Those numbers are access times and are just recommended timings for that particular speed. The numbers are in nanoseconds and are basically a measurement of the delay of the process when memory receives an instruction retrieves data and sends it back. The first four numbers stand for:
• RAS - Row Address Strobe or Row Address Select
• CAS - Column Address Strobe or Column Address Select
• tRAS - Active to precharge delay; this is the delay between the precharge and activation of a row
• tRCD - RAS to CAS Delay; the time required between RAS and CAS access
The two most important things you balance for your RAM on your BIOS settings are RAM speed and RAM timings. The box has recommended settings, but most DDR2 667 RAM can be over clocked to DDR2 800 with a slight increase in voltage and lower RAM timings.
However most articles I’ve read have pointed out that sacrificing the RAM timings for RAM speed always lead to higher gains in frames per second, and is worth the RAM timings delay.
If you want to over clock your processor, then you should have RAM that can run at DDR800. If you have an E6400, you owe it to yourself to over clock it. It is the king of OC processors and you should be able to run it at E6700 speeds. Granted you need a good mobo, but quality RAM makes a massive difference.
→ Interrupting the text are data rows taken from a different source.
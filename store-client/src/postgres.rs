use crate::source::{DataSource, Query, RecordSet, SortDirection};
use async_trait::async_trait;
use dashboard_core::{ConfigError, ContentRecord, CostRecord, FetchError, RecordKind, StoreConfig};
use sqlx::postgres::{PgPool, PgPoolOptions};
use std::sync::Arc;
use tracing::{debug, info};

/// Reads collections straight from the store's Postgres database.
#[derive(Debug, Clone)]
pub struct PgDataSource {
    pool: Arc<PgPool>,
    content_table: String,
    cost_table: String,
}

impl PgDataSource {
    pub fn new(pool: PgPool) -> Self {
        Self {
            pool: Arc::new(pool),
            content_table: "posts".to_string(),
            cost_table: "cost_tracking".to_string(),
        }
    }

    /// Builds a lazily connecting pool; the first fetch opens the connection.
    pub fn from_config(config: &StoreConfig) -> Result<Self, ConfigError> {
        let database_url = config
            .database_url
            .as_deref()
            .ok_or_else(|| ConfigError::MissingField {
                field: "store.database_url".to_string(),
            })?;

        let pool = PgPoolOptions::new()
            .max_connections(config.max_connections)
            .acquire_timeout(config.request_timeout())
            .connect_lazy(database_url)
            .map_err(|e| ConfigError::InvalidValue {
                field: "store.database_url".to_string(),
                value: e.to_string(),
            })?;

        info!(
            "Postgres pool configured with {} max connections",
            config.max_connections
        );

        Ok(Self::new(pool).with_tables(&config.content_table, &config.cost_table))
    }

    pub fn with_tables(mut self, content_table: &str, cost_table: &str) -> Self {
        self.content_table = content_table.to_string();
        self.cost_table = cost_table.to_string();
        self
    }

    pub fn select_sql(&self, query: &Query) -> String {
        let (table, columns) = match query.kind() {
            RecordKind::Content => (&self.content_table, CONTENT_COLUMNS),
            RecordKind::Cost => (&self.cost_table, COST_COLUMNS),
        };

        let direction = match query.direction() {
            SortDirection::Ascending => "ASC",
            SortDirection::Descending => "DESC",
        };

        format!(
            "SELECT {} FROM {} ORDER BY {} {}",
            columns.join(", "),
            quote_ident(table),
            quote_ident(query.order_by()),
            direction
        )
    }
}

// Casts keep decoding stable when column types drift (numeric vs float,
// int vs bigint, text timestamps).
const CONTENT_COLUMNS: &[&str] = &[
    "id::text AS id",
    "coalesce(url::text, '') AS url",
    "title::text AS title",
    "body::text AS body",
    "subreddit::text AS subreddit",
    "created_utc::timestamptz AS created_utc",
    "last_active::timestamptz AS last_active",
    "processed_at::timestamptz AS processed_at",
    "relevance_score::float8 AS relevance_score",
    "emotion_score::float8 AS emotion_score",
    "pain_score::float8 AS pain_score",
    "lead_type::text AS lead_type",
    "tags::text AS tags",
    "roi_weight::float8 AS roi_weight",
    "community_type::text AS community_type",
    "\"type\"::text AS \"type\"",
    "coalesce(insight_processed, false) AS insight_processed",
    "created_at::timestamptz AS created_at",
];

const COST_COLUMNS: &[&str] = &[
    "id::text AS id",
    "month::text AS month",
    "total_cost::float8 AS total_cost",
    "input_tokens::int8 AS input_tokens",
    "output_tokens::int8 AS output_tokens",
    "model::text AS model",
    "monthly_budget::float8 AS monthly_budget",
    "created_at::timestamptz AS created_at",
    "updated_at::timestamptz AS updated_at",
];

fn quote_ident(ident: &str) -> String {
    format!("\"{}\"", ident.replace('"', "\"\""))
}

#[async_trait]
impl DataSource for PgDataSource {
    fn name(&self) -> &str {
        "postgres"
    }

    async fn select_all(&self, query: &Query) -> Result<RecordSet, FetchError> {
        let sql = self.select_sql(query);
        debug!("Executing: {}", sql);

        match query.kind() {
            RecordKind::Content => {
                let rows = sqlx::query_as::<_, ContentRecord>(&sql)
                    .fetch_all(&*self.pool)
                    .await?;
                Ok(RecordSet::Content(rows))
            }
            RecordKind::Cost => {
                let rows = sqlx::query_as::<_, CostRecord>(&sql)
                    .fetch_all(&*self.pool)
                    .await?;
                Ok(RecordSet::Cost(rows))
            }
        }
    }
}

#[cfg(test)]
mod tests {
    use super::*;

    fn lazy_source() -> PgDataSource {
        let config = StoreConfig {
            database_url: Some("postgres://dashboard@localhost:5432/scraper".to_string()),
            ..StoreConfig::default()
        };
        PgDataSource::from_config(&config).unwrap()
    }

    #[tokio::test]
    async fn test_select_sql_orders_by_quoted_column() {
        let source = lazy_source();
        let query = Query::new(RecordKind::Cost, "month", true).unwrap();
        let sql = source.select_sql(&query);

        assert!(sql.starts_with("SELECT id::text AS id, month::text AS month"));
        assert!(sql.ends_with("FROM \"cost_tracking\" ORDER BY \"month\" ASC"));
    }

    #[tokio::test]
    async fn test_select_sql_content() {
        let source = lazy_source().with_tables("scraped posts", "spend");
        let query = Query::new(RecordKind::Content, "type", false).unwrap();
        let sql = source.select_sql(&query);

        assert!(sql.contains("\"type\"::text AS \"type\""));
        assert!(sql.contains("FROM \"scraped posts\""));
        assert!(sql.ends_with("ORDER BY \"type\" DESC"));
    }

    #[test]
    fn test_every_column_is_selected() {
        for (kind, columns) in [
            (RecordKind::Content, CONTENT_COLUMNS),
            (RecordKind::Cost, COST_COLUMNS),
        ] {
            assert_eq!(kind.columns().len(), columns.len());
            for column in kind.columns() {
                let plain = format!("AS {}", column);
                let quoted = format!("AS \"{}\"", column);
                assert!(
                    columns.iter().any(|c| c.ends_with(&plain) || c.ends_with(&quoted)),
                    "missing column {}",
                    column
                );
            }
        }
    }

    #[test]
    fn test_quote_ident_escapes() {
        assert_eq!(quote_ident("posts"), "\"posts\"");
        assert_eq!(quote_ident("we\"ird"), "\"we\"\"ird\"");
    }

    #[test]
    fn test_from_config_requires_database_url() {
        let err = PgDataSource::from_config(&StoreConfig::default()).unwrap_err();
        assert!(matches!(err, ConfigError::MissingField { .. }));
    }
}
I am currently running my E6400 at 2.84, game stable.
To over clock your processor you increase your CPU FSB speed and use that with the multiplier. For example if you set your E6400 Front Side Bus speed to 350, since it comes with a lovely multiplier of 8, you get an overall speed of 2.800. To set a bus speed that high you need to feed your CPU a bit more voltage so you up that to 1.30V, which is more than enough, and extremely safe.
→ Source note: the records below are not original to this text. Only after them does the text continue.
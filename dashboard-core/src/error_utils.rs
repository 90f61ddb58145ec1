use crate::error::*;
use std::time::Duration;
use tracing::{error, info, warn};

pub trait ErrorExt {
    fn log_error(&self) -> &Self;
    fn log_warn(&self) -> &Self;
    fn is_retryable(&self) -> bool;
    fn retry_after(&self) -> Option<Duration>;
    fn user_friendly_message(&self) -> String;
    fn error_code(&self) -> String;
}

impl ErrorExt for CoreError {
    fn log_error(&self) -> &Self {
        error!("CoreError: {}", self);
        match self {
            CoreError::Fetch(e) => {
                error!("Fetch error details: {:?}", e);
            }
            CoreError::Config(e) => {
                error!("Configuration error details: {:?}", e);
            }
            _ => {}
        }
        self
    }

    fn log_warn(&self) -> &Self {
        warn!("CoreError (warning): {}", self);
        self
    }

    fn is_retryable(&self) -> bool {
        match self {
            CoreError::Fetch(e) => e.is_retryable(),
            CoreError::Io(_) => true,
            _ => false,
        }
    }

    fn retry_after(&self) -> Option<Duration> {
        match self {
            CoreError::Fetch(e) => e.retry_after(),
            _ if self.is_retryable() => Some(Duration::from_secs(1)),
            _ => None,
        }
    }

    fn user_friendly_message(&self) -> String {
        match self {
            CoreError::Fetch(e) => e.user_friendly_message(),
            CoreError::Config(e) => e.user_friendly_message(),
            CoreError::InvalidInput { .. } => {
                "Invalid input provided. Please check your input and try again.".to_string()
            }
            _ => "An unexpected error occurred. Please try again later.".to_string(),
        }
    }

    fn error_code(&self) -> String {
        match self {
            CoreError::Fetch(_) => "FETCH".to_string(),
            CoreError::Config(_) => "CONFIG".to_string(),
            CoreError::Io(_) => "IO".to_string(),
            CoreError::Serialization(_) => "SERIALIZATION".to_string(),
            CoreError::InvalidInput { .. } => "INVALID_INPUT".to_string(),
            CoreError::Internal { .. } => "INTERNAL".to_string(),
        }
    }
}

impl ErrorExt for FetchError {
    fn log_error(&self) -> &Self {
        error!("FetchError: {}", self);
        self
    }

    fn log_warn(&self) -> &Self {
        warn!("FetchError (warning): {}", self);
        self
    }

    fn is_retryable(&self) -> bool {
        match self {
            FetchError::Transport { .. } => true,
            FetchError::QueryRejected { status_code, .. } => matches!(status_code, Some(429)),
            FetchError::MalformedResponse { .. } => false,
        }
    }

    fn retry_after(&self) -> Option<Duration> {
        match self {
            FetchError::QueryRejected {
                status_code: Some(429),
                ..
            } => Some(Duration::from_secs(5)),
            _ if self.is_retryable() => Some(Duration::from_secs(1)),
            _ => None,
        }
    }

    fn user_friendly_message(&self) -> String {
        match self {
            FetchError::Transport { .. } => {
                "Could not reach the data store. Please check your connection.".to_string()
            }
            FetchError::QueryRejected { .. } => {
                "The data store rejected the request. Please check the dashboard configuration."
                    .to_string()
            }
            FetchError::MalformedResponse { .. } => {
                "The data store returned data in an unexpected format.".to_string()
            }
        }
    }

    fn error_code(&self) -> String {
        match self {
            FetchError::Transport { .. } => "FETCH_TRANSPORT".to_string(),
            FetchError::QueryRejected { .. } => "FETCH_QUERY_REJECTED".to_string(),
            FetchError::MalformedResponse { .. } => "FETCH_MALFORMED_RESPONSE".to_string(),
        }
    }
}

impl ErrorExt for ConfigError {
    fn log_error(&self) -> &Self {
        error!("ConfigError: {}", self);
        self
    }

    fn log_warn(&self) -> &Self {
        warn!("ConfigError (warning): {}", self);
        self
    }

    fn is_retryable(&self) -> bool {
        false // Config errors need operator intervention
    }

    fn retry_after(&self) -> Option<Duration> {
        None
    }

    fn user_friendly_message(&self) -> String {
        match self {
            ConfigError::FileNotFound { path } => {
                format!("Configuration file '{}' not found.", path)
            }
            ConfigError::MissingField { field } => {
                format!("Required configuration field '{}' is missing.", field)
            }
            ConfigError::InvalidValue { field, .. } => {
                format!("Invalid value for configuration field '{}'.", field)
            }
            ConfigError::MissingEnvironmentVariable { var_name } => format!(
                "Environment variable '{}' is required but not set.",
                var_name
            ),
            _ => "Configuration error occurred. Please check your settings.".to_string(),
        }
    }

    fn error_code(&self) -> String {
        match self {
            ConfigError::FileNotFound { .. } => "CONFIG_FILE_NOT_FOUND".to_string(),
            ConfigError::MissingField { .. } => "CONFIG_MISSING_FIELD".to_string(),
            ConfigError::InvalidValue { .. } => "CONFIG_INVALID_VALUE".to_string(),
            ConfigError::MissingEnvironmentVariable { .. } => "CONFIG_MISSING_ENV_VAR".to_string(),
            ConfigError::ValidationFailed { .. } => "CONFIG_VALIDATION_FAILED".to_string(),
            ConfigError::Parse(_) => "CONFIG_PARSE_ERROR".to_string(),
        }
    }
}

pub struct ErrorReporter {
    report_errors: bool,
    report_warnings: bool,
}

impl ErrorReporter {
    pub fn new() -> Self {
        Self {
            report_errors: true,
            report_warnings: true,
        }
    }

    pub fn with_error_reporting(mut self, enabled: bool) -> Self {
        self.report_errors = enabled;
        self
    }

    pub fn with_warning_reporting(mut self, enabled: bool) -> Self {
        self.report_warnings = enabled;
        self
    }

    pub fn report_error(&self, error: &CoreError) {
        if self.report_errors {
            error.log_error();
            info!("Error code: {}", error.error_code());
            info!("User message: {}", error.user_friendly_message());
            if error.is_retryable() {
                if let Some(retry_after) = error.retry_after() {
                    info!("Error is retryable. Retry after: {:?}", retry_after);
                }
            }
        }
    }

    pub fn report_warning(&self, error: &CoreError) {
        if self.report_warnings {
            error.log_warn();
        }
    }
}

impl Default for ErrorReporter {
    fn default() -> Self {
        Self::new()
    }
}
Now there is something called a FSB: DRAM divider. Basically your RAM should run at at 2x the FSB for the smoothest operation.
For example if your FSB is set to 350 then your RAM should be 700 to get a divider fraction of 1:1.
Most hardware sites and gamers have their fraction set at 4:5 and it is the most accepted fraction, but they say the smoothest should be 1:1. However 4:5 is pretty standard now.
But the point of telling you all that is that as you increase your FSB, your RAM speed goes up (unless you drop the divider)… and as your RAM speed goes up, you need to increase voltage and drop the RAM timings, unless your RAM is rated to run at those timings at that high a speed.
For example if your DDR2 800 RAM is rated at 4,4,4,10… then you are beautifully set. Though even at something like 5,5,5,15 you won’t see that big a loss, since like I said it seems to come down to speed a lot more.
But say you had DDR2 667 rated at 3, 3,3,10 and you wanted to over clock your processor, while maintaining a 1:1 divide. Chances are that at that speed the RAM wouldn’t be able to handle the lower memory timings, so you would decrease the timings and run a RAM stress test called Orthos.
Over clocking takes a bit of trial and error. You can increase your memory timings bit by bit and run the RAM stress tests.
During my over clocking experiments my comp restarted maybe twice, before I was happy at 2.84. As long as you don’t do anything dangerous with the RAM or CPU voltage you will be fine.
Most RAM can safely go to 2.1V and CPUs can go to 1.34V.
If you don’t go beyond that you will never have any issues. Meanwhile you can experiment with things like RAM timings, but I played it safe.